Exercise goal:
In the records that follow, locate every line with "Validating" and extract it.

Provided records:
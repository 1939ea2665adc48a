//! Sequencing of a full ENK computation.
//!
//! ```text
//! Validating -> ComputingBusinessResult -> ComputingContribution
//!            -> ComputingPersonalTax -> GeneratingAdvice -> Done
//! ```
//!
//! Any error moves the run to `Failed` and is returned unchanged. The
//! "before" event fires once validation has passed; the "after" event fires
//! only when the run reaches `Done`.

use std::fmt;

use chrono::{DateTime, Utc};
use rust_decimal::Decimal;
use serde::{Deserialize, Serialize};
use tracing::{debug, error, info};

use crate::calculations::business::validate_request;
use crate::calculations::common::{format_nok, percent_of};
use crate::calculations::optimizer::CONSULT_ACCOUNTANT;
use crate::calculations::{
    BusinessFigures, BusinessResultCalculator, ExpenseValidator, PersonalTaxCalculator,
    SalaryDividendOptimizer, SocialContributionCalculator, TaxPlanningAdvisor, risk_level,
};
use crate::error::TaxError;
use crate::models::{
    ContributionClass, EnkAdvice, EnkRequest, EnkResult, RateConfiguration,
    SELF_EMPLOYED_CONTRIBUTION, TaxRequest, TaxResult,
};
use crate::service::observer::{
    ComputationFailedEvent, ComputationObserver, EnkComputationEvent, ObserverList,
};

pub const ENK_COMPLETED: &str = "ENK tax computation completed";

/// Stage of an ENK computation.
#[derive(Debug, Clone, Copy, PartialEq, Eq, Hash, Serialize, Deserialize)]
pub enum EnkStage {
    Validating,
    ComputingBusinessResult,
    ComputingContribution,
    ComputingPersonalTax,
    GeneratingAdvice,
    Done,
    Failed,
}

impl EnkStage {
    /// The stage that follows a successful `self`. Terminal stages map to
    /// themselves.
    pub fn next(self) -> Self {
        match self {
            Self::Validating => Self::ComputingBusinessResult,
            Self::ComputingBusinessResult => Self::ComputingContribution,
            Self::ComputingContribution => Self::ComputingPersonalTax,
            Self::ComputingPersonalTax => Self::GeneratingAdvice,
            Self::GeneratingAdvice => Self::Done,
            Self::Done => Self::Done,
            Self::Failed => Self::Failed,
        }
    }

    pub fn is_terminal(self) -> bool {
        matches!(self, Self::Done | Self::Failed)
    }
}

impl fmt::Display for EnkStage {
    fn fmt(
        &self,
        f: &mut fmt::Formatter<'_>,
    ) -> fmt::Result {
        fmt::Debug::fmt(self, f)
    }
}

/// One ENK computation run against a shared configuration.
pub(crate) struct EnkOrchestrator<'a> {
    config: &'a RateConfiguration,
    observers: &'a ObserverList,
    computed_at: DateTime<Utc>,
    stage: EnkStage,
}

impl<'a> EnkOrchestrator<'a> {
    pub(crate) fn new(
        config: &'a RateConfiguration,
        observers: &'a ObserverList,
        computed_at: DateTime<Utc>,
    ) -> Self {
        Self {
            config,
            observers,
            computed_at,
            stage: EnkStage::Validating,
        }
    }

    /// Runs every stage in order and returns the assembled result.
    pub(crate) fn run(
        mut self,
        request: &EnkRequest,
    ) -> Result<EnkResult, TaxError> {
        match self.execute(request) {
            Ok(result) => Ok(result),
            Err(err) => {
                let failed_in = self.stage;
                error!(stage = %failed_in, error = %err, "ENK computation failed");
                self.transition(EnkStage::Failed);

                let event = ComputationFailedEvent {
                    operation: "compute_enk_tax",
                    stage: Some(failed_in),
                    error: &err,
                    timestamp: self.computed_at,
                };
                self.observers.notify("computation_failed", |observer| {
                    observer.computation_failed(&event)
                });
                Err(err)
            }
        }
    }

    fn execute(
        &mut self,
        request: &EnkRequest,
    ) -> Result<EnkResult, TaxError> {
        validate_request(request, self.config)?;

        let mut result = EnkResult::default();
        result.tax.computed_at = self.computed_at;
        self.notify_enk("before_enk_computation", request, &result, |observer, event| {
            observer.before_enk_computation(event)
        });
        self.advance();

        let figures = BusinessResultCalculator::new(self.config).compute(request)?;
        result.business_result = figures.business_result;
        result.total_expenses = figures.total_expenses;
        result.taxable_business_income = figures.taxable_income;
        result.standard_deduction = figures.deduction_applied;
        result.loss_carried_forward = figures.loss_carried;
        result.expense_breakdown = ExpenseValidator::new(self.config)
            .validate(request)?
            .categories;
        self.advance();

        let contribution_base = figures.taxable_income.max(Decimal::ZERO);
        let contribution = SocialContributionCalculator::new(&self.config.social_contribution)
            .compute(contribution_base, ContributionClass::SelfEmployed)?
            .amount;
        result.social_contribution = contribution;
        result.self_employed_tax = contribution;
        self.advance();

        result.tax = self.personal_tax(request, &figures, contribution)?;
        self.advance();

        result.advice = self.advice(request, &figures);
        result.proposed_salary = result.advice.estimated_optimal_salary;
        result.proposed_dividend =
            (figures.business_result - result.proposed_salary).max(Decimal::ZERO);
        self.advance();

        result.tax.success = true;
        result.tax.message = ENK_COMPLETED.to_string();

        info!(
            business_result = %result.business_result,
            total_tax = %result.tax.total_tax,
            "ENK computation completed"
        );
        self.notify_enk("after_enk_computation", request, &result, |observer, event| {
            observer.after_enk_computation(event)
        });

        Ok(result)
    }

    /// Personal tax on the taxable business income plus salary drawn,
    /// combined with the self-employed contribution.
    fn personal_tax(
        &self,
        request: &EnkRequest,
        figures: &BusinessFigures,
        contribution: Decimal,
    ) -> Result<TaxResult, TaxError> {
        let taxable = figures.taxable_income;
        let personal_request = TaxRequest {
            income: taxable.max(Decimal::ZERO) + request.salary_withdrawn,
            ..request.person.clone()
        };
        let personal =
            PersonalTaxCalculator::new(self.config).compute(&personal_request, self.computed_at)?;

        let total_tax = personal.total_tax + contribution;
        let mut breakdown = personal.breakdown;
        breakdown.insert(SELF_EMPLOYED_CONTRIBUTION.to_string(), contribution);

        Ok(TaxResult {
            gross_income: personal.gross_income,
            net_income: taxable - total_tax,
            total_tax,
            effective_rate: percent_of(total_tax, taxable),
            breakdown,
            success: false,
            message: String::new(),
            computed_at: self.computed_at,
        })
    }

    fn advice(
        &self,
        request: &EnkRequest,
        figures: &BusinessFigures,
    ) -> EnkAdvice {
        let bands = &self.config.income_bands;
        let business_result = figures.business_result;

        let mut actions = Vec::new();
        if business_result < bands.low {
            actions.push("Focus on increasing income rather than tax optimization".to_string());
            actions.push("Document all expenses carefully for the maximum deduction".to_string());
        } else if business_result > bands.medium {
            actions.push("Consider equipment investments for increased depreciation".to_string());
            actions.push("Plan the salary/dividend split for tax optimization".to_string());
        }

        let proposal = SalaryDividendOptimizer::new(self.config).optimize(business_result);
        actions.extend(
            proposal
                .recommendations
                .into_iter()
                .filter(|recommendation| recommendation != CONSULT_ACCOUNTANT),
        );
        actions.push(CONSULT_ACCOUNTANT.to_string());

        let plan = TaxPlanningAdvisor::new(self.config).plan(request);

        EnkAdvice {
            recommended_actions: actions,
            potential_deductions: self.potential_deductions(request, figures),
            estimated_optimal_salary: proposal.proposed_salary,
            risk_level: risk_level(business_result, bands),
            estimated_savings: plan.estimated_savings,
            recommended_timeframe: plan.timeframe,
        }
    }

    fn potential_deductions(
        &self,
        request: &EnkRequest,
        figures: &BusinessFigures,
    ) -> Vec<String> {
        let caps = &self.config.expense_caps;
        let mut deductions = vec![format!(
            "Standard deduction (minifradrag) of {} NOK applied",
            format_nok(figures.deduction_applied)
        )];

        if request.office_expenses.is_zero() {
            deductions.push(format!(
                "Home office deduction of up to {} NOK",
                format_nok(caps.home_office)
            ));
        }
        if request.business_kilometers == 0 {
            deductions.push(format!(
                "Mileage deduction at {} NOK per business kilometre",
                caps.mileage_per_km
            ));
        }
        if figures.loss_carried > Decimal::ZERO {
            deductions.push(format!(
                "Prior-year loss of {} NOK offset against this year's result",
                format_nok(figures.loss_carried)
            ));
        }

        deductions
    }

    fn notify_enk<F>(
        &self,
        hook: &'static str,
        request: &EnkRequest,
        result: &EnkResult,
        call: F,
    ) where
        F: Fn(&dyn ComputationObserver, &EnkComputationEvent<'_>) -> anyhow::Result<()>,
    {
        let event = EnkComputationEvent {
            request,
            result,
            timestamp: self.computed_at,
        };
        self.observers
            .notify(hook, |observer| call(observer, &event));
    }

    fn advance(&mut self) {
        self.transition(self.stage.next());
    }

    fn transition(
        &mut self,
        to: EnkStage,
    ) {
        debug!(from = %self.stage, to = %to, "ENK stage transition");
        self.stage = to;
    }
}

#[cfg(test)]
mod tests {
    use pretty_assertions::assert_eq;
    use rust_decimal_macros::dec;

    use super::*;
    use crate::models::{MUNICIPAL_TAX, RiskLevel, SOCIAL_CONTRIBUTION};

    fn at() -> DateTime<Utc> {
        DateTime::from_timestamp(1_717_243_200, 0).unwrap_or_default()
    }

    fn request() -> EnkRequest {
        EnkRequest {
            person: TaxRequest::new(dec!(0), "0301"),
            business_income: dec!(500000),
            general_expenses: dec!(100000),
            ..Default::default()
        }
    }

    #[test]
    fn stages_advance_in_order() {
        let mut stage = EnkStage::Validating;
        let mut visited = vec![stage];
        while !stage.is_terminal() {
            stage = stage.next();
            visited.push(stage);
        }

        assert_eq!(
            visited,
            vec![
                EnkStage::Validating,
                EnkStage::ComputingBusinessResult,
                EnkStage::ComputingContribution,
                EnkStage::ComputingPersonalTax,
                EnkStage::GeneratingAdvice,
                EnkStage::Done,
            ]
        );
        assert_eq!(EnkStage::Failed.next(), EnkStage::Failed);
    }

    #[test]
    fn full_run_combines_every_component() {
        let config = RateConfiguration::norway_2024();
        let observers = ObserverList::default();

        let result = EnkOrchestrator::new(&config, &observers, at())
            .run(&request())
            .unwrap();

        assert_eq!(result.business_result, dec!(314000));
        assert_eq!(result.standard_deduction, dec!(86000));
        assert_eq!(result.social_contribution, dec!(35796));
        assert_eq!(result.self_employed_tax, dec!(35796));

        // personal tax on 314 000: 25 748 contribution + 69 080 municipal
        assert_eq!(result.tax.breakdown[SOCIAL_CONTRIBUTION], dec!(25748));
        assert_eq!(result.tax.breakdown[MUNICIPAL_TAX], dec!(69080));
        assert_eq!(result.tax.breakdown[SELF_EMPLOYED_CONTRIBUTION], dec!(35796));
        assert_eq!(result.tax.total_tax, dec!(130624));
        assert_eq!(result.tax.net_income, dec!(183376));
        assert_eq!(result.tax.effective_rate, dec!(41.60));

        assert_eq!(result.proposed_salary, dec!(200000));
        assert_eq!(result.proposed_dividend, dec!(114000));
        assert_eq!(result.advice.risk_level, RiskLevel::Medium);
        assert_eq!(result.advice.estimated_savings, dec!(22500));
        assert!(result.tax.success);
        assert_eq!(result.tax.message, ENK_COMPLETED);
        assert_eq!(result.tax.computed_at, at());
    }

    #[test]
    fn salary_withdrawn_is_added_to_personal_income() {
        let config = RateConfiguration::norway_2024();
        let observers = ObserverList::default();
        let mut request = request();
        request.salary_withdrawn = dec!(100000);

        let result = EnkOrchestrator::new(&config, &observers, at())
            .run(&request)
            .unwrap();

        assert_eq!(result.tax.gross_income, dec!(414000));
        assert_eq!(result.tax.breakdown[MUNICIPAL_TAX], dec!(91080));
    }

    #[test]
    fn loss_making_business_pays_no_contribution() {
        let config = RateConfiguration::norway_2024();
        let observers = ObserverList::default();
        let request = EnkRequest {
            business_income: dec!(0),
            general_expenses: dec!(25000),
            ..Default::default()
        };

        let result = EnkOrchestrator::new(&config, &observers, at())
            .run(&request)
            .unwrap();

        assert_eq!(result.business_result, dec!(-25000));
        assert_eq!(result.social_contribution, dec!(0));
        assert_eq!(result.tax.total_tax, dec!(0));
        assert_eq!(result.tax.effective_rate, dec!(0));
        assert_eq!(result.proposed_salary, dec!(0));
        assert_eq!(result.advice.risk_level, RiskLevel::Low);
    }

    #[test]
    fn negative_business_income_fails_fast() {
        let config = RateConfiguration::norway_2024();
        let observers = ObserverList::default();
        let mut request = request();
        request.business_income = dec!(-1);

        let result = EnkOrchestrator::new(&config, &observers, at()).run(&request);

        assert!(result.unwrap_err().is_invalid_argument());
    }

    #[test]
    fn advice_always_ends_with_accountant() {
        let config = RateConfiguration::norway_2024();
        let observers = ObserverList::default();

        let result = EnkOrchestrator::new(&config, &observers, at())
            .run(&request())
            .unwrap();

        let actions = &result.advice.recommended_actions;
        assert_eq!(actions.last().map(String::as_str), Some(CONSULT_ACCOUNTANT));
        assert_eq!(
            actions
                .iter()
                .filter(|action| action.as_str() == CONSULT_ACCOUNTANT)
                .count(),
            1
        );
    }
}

Written answer:
//! Validating -> ComputingBusinessResult -> ComputingContribution
    Validating,
            Self::Validating => Self::ComputingBusinessResult,
            stage: EnkStage::Validating,
        let mut stage = EnkStage::Validating;
                EnkStage::Validating,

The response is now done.